Thirty Minutes Of Reading Aloud a Day Could Help Keep School Failure Away

Children develop the skills needed for literacy and language before the age of three. But they aren’t formally taught those skills until they are of school age. So, how do parents set their children up to succeed scholastically? The answer is to read to them out loud, according to pediatrician Robert E. Burke, MD.

“During those first few years, you’re developing the capacity to learn,” he said. “The brain is kind of a blank slate that will be molded and developed. And reading is one of the most influential ways to accomplish that.”

The pediatrician said to think of it as giving your child a vaccine.

“If you could give kids something that would prevent school failure and that would prevent a lot of behavioral problems, you’d want to give it to everybody,” he said. “So, in order to be successful in school, you have to be able to read.”

Often times poor performance in school leads to poor employment, poor health and a lifetime of dependency, Dr. Burke said. Then that person has a family and perpetuates the cycle.

But that can all be avoided if parents simply take 15 to 30 minutes a day to read out loud to their child.


“You’re helping them develop skills for literacy at the same time that you’re teaching them language,” he said. “You’re also nurturing the relationship with the caretaker.”

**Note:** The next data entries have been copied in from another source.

use std::{
    fs,
    io::Write,
    path::Path,
    sync::{
        Arc,
        atomic::{AtomicBool, Ordering},
    },
};

use anyhow::Context;
use serde::{Deserialize, Serialize};
use thiserror::Error;
use tracing::{debug, info, instrument, warn};
use uuid::Uuid;

use crate::{
    audio::{self, DecodedAudio, SkippedPlacement},
    media::{
        AudioEncoder, AudioEncoderConfig, DEFAULT_SEEK_TOLERANCE, EncodedChunk, MediaError,
        MediaLibrary, Muxer, RenderFailure, RendererRegistry, VideoEncoder, VideoEncoderConfig,
        memory::{PCM_AUDIO_CODEC, RAW_VIDEO_CODEC},
    },
    model::Project,
    render::Compositor,
    time::{frame_to_seconds, keyframe_interval_frames, total_frames},
};

/// Share of the progress range spent rendering frames; the rest covers
/// flushing, mixing and muxing.
const RENDER_PROGRESS_SHARE: f64 = 95.0;

#[derive(Debug, Clone, Serialize, Deserialize, PartialEq)]
#[serde(default)]
pub struct ExportSettings {
    pub width: u32,
    pub height: u32,
    pub fps: f64,
    pub bitrate: u32,
    pub video_codec: String,
    pub audio_codec: String,
    pub audio_sample_rate: u32,
    pub audio_channels: u16,
    pub audio_bitrate: u32,
    /// Frames per chunk handed to the audio encoder.
    pub audio_chunk_frames: usize,
    pub keyframe_interval_seconds: f64,
    pub seek_tolerance: f64,
    /// Frames between cooperative yields to the host; zero never yields.
    pub yield_every_frames: u64,
}

impl Default for ExportSettings {
    fn default() -> Self {
        Self {
            width: 1280,
            height: 720,
            fps: 30.0,
            bitrate: 8_000_000,
            video_codec: RAW_VIDEO_CODEC.to_string(),
            audio_codec: PCM_AUDIO_CODEC.to_string(),
            audio_sample_rate: 48_000,
            audio_channels: 2,
            audio_bitrate: 192_000,
            audio_chunk_frames: 1_024,
            keyframe_interval_seconds: 2.0,
            seek_tolerance: DEFAULT_SEEK_TOLERANCE,
            yield_every_frames: 5,
        }
    }
}

impl ExportSettings {
    pub fn validate(&self) -> Result<(), ExportError> {
        let problem = if self.width == 0 || self.height == 0 {
            Some(format!("resolution {}x{} must be positive", self.width, self.height))
        } else if !self.fps.is_finite() || self.fps <= 0.0 {
            Some(format!("fps {} must be positive", self.fps))
        } else if self.bitrate == 0 {
            Some("bitrate must be positive".to_string())
        } else if self.audio_sample_rate == 0 || self.audio_channels == 0 {
            Some("audio sample rate and channel count must be positive".to_string())
        } else {
            None
        };
        problem.map_or(Ok(()), |problem| Err(ExportError::InvalidSettings(problem)))
    }

    #[must_use]
    pub fn video_config(&self) -> VideoEncoderConfig {
        VideoEncoderConfig {
            codec: self.video_codec.clone(),
            width: self.width,
            height: self.height,
            bitrate: self.bitrate,
            fps: self.fps,
        }
    }

    #[must_use]
    pub fn audio_config(&self) -> AudioEncoderConfig {
        AudioEncoderConfig {
            codec: self.audio_codec.clone(),
            sample_rate: self.audio_sample_rate,
            channels: self.audio_channels,
            bitrate: self.audio_bitrate,
        }
    }
}

#[derive(Debug, Clone, PartialEq, Eq, Serialize, Deserialize)]
#[serde(rename_all = "snake_case", tag = "state")]
pub enum ExportState {
    Initializing,
    Rendering { frame: u64, total_frames: u64 },
    FlushingEncoders,
    MixingAudio,
    Muxing,
    Done,
    Cancelled,
    Failed,
}

#[derive(Debug, Error)]
pub enum ExportError {
    #[error("invalid export settings: {0}")]
    InvalidSettings(String),
    #[error("timeline is empty")]
    EmptyTimeline,
    #[error("export cancelled before frame {frame}")]
    Cancelled { frame: u64 },
    #[error("{stage} encoder failed")]
    Encoder {
        stage: &'static str,
        #[source]
        source: MediaError,
    },
    #[error("muxer failed")]
    Muxer(#[source] MediaError),
    #[error("export output failed: {0:#}")]
    Io(#[from] anyhow::Error),
}

/// Cooperative cancellation flag shared with the host.
#[derive(Debug, Clone, Default)]
pub struct CancelToken(Arc<AtomicBool>);

impl CancelToken {
    #[must_use]
    pub fn new() -> Self {
        Self::default()
    }

    pub fn cancel(&self) {
        self.0.store(true, Ordering::SeqCst);
    }

    #[must_use]
    pub fn is_cancelled(&self) -> bool {
        self.0.load(Ordering::SeqCst)
    }
}

/// Host hooks for one export run.
pub trait ExportObserver {
    fn state_changed(&mut self, _state: &ExportState) {}

    fn progress(&mut self, _percent: u8) {}

    /// Called every `yield_every_frames` frames so the host can pump its
    /// event loop or flip the cancel token.
    fn yield_now(&mut self) {}
}

#[derive(Debug, Clone, Copy, Default)]
pub struct NullObserver;

impl ExportObserver for NullObserver {}

pub struct ExportCollaborators<'a> {
    pub library: &'a dyn MediaLibrary,
    pub registry: &'a RendererRegistry,
    pub video_encoder: &'a mut dyn VideoEncoder,
    pub audio_encoder: &'a mut dyn AudioEncoder,
    pub muxer: &'a mut dyn Muxer,
}

#[derive(Debug, Clone, PartialEq, Serialize, Deserialize)]
pub struct ExportReport {
    pub project_id: Uuid,
    pub frames: u64,
    pub duration_seconds: f64,
    pub video_chunks: usize,
    pub audio_chunks: usize,
    pub audio_placements: usize,
    pub render_failures: Vec<RenderFailure>,
    pub skipped_audio: Vec<SkippedPlacement>,
    pub seek_misses: u64,
    pub container_bytes: usize,
}

#[derive(Debug, Clone)]
pub struct ExportOutput {
    pub container: Vec<u8>,
    /// Mixed soundtrack, absent when nothing on the timeline carries audio.
    pub mixdown: Option<DecodedAudio>,
    pub report: ExportReport,
}

#[must_use]
pub fn progress_percent(frame: u64, total_frames: u64) -> u8 {
    if total_frames == 0 {
        return 0;
    }
    (frame as f64 / total_frames as f64 * RENDER_PROGRESS_SHARE).round() as u8
}

/// Renders, encodes and muxes `project` into container bytes.
///
/// The project is cloned up front, so edits made while the export runs are
/// never observed. Frames go to the encoder strictly in order. A clip whose
/// content fails is left out and recorded; encoder and muxer failures abort
/// the run. Cancellation is honoured at frame boundaries and yields no output.
#[instrument(skip_all, fields(project_id = %project.id, width = settings.width, height = settings.height, fps = settings.fps))]
pub fn export_project(
    project: &Project,
    settings: &ExportSettings,
    collaborators: ExportCollaborators<'_>,
    cancel: &CancelToken,
    observer: &mut dyn ExportObserver,
) -> Result<ExportOutput, ExportError> {
    let snapshot = project.clone();
    let result = run_export(&snapshot, settings, collaborators, cancel, observer);
    match &result {
        Ok(output) => {
            observer.progress(100);
            observer.state_changed(&ExportState::Done);
            info!(
                frames = output.report.frames,
                bytes = output.report.container_bytes,
                render_failures = output.report.render_failures.len(),
                "export completed"
            );
        }
        Err(ExportError::Cancelled { frame }) => {
            observer.state_changed(&ExportState::Cancelled);
            info!(frame, "export cancelled");
        }
        Err(error) => {
            observer.state_changed(&ExportState::Failed);
            warn!(%error, "export failed");
        }
    }
    result
}

fn run_export(
    project: &Project,
    settings: &ExportSettings,
    collaborators: ExportCollaborators<'_>,
    cancel: &CancelToken,
    observer: &mut dyn ExportObserver,
) -> Result<ExportOutput, ExportError> {
    let ExportCollaborators {
        library,
        registry,
        video_encoder,
        audio_encoder,
        muxer,
    } = collaborators;

    observer.state_changed(&ExportState::Initializing);
    settings.validate()?;
    let duration_seconds = project.total_duration();
    if duration_seconds <= 0.0 {
        return Err(ExportError::EmptyTimeline);
    }
    let frame_total = total_frames(duration_seconds, settings.fps);
    let key_interval = keyframe_interval_frames(settings.keyframe_interval_seconds, settings.fps);
    let has_audio = !audio::collect_placements(project).is_empty();

    video_encoder
        .configure(&settings.video_config())
        .map_err(|source| ExportError::Encoder {
            stage: "video",
            source,
        })?;
    if has_audio {
        audio_encoder
            .configure(&settings.audio_config())
            .map_err(|source| ExportError::Encoder {
                stage: "audio",
                source,
            })?;
    }
    info!(frame_total, key_interval, has_audio, "export initialized");

    let mut compositor = Compositor::new(
        library,
        registry,
        settings.width,
        settings.height,
        settings.seek_tolerance,
    );
    let mut video_chunks: Vec<EncodedChunk> = Vec::new();
    for frame in 0..frame_total {
        if cancel.is_cancelled() {
            compositor.finish();
            return Err(ExportError::Cancelled { frame });
        }
        observer.state_changed(&ExportState::Rendering {
            frame,
            total_frames: frame_total,
        });
        observer.progress(progress_percent(frame, frame_total));

        let time = frame_to_seconds(frame, settings.fps);
        let (plan, raster) = compositor.render(project, time);
        debug!(frame, time, layers = plan.layers.len(), "frame composed");

        let chunks = video_encoder
            .encode(&raster, time, frame % key_interval == 0)
            .map_err(|source| ExportError::Encoder {
                stage: "video",
                source,
            })?;
        video_chunks.extend(chunks);

        if settings.yield_every_frames > 0 && (frame + 1) % settings.yield_every_frames == 0 {
            observer.yield_now();
        }
    }
    let seek_misses = compositor.seek_misses();
    let render_failures = compositor.finish();

    observer.state_changed(&ExportState::FlushingEncoders);
    video_chunks.extend(video_encoder.flush().map_err(|source| ExportError::Encoder {
        stage: "video",
        source,
    })?);

    observer.state_changed(&ExportState::MixingAudio);
    let mut audio_chunks: Vec<EncodedChunk> = Vec::new();
    let mut skipped_audio = Vec::new();
    let mut audio_placements = 0;
    let mixdown = if has_audio {
        let mixdown = audio::mix_project(
            project,
            library,
            settings.audio_sample_rate,
            settings.audio_channels,
        );
        for (timestamp, samples) in audio::chunks(&mixdown.audio, settings.audio_chunk_frames) {
            let encoded = audio_encoder
                .encode(samples, timestamp)
                .map_err(|source| ExportError::Encoder {
                    stage: "audio",
                    source,
                })?;
            audio_chunks.extend(encoded);
        }
        audio_chunks.extend(audio_encoder.flush().map_err(|source| ExportError::Encoder {
            stage: "audio",
            source,
        })?);
        skipped_audio = mixdown.skipped;
        audio_placements = mixdown.placements;
        Some(mixdown.audio)
    } else {
        debug!("no audio-bearing clips, audio encoder skipped");
        None
    };

    observer.state_changed(&ExportState::Muxing);
    let video_count = video_chunks.len();
    let audio_count = audio_chunks.len();
    for chunk in video_chunks {
        muxer.add_video_chunk(chunk).map_err(ExportError::Muxer)?;
    }
    for chunk in audio_chunks {
        muxer.add_audio_chunk(chunk).map_err(ExportError::Muxer)?;
    }
    let container = muxer.finalize().map_err(ExportError::Muxer)?;

    Ok(ExportOutput {
        report: ExportReport {
            project_id: project.id,
            frames: frame_total,
            duration_seconds,
            video_chunks: video_count,
            audio_chunks: audio_count,
            audio_placements,
            render_failures,
            skipped_audio,
            seek_misses,
            container_bytes: container.len(),
        },
        container,
        mixdown,
    })
}

/// Writes container bytes through a temporary file in the target directory
/// so a failed write never leaves a partial artifact at `path`.
#[instrument(skip(bytes), fields(path = %path.display(), bytes = bytes.len()))]
pub fn write_container(path: &Path, bytes: &[u8]) -> anyhow::Result<()> {
    let parent = path
        .parent()
        .filter(|parent| !parent.as_os_str().is_empty())
        .unwrap_or_else(|| Path::new("."));
    fs::create_dir_all(parent).with_context(|| {
        format!(
            "failed to create export output directory: {}",
            parent.display()
        )
    })?;

    let mut temp = tempfile::NamedTempFile::new_in(parent)
        .with_context(|| format!("failed to create temporary file in {}", parent.display()))?;
    temp.write_all(bytes)
        .context("failed to write container bytes")?;
    temp.persist(path)
        .map_err(|error| error.error)
        .with_context(|| format!("failed to move container into {}", path.display()))?;
    info!("container written");
    Ok(())
}

/// Runs an export and writes its container to `path` only on success.
pub fn export_to_file(
    project: &Project,
    settings: &ExportSettings,
    collaborators: ExportCollaborators<'_>,
    cancel: &CancelToken,
    observer: &mut dyn ExportObserver,
    path: &Path,
) -> Result<ExportOutput, ExportError> {
    let output = export_project(project, settings, collaborators, cancel, observer)?;
    write_container(path, &output.container)?;
    Ok(output)
}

Studies show that the more words a child hears, the faster they develop language.

Because some parents don’t have the funds to buy books for their young children, Scott & White initiated a program in 1998, funded by the Children’s Miracle Network and the Scott & White Health Plan, to help those families bring literacy to their homes.

“A new book is given to our patients at well child checkups from age six months to five years of age,” Dr. Burke said. “Along with the book, we also give a verbal prescription to read to their child for 20 to 30 minutes daily.”

Although age-appropriate books are the best to read to your child, the doctor said that anything you read is helping them develop skills for life and a stronger relationship with their caregiver.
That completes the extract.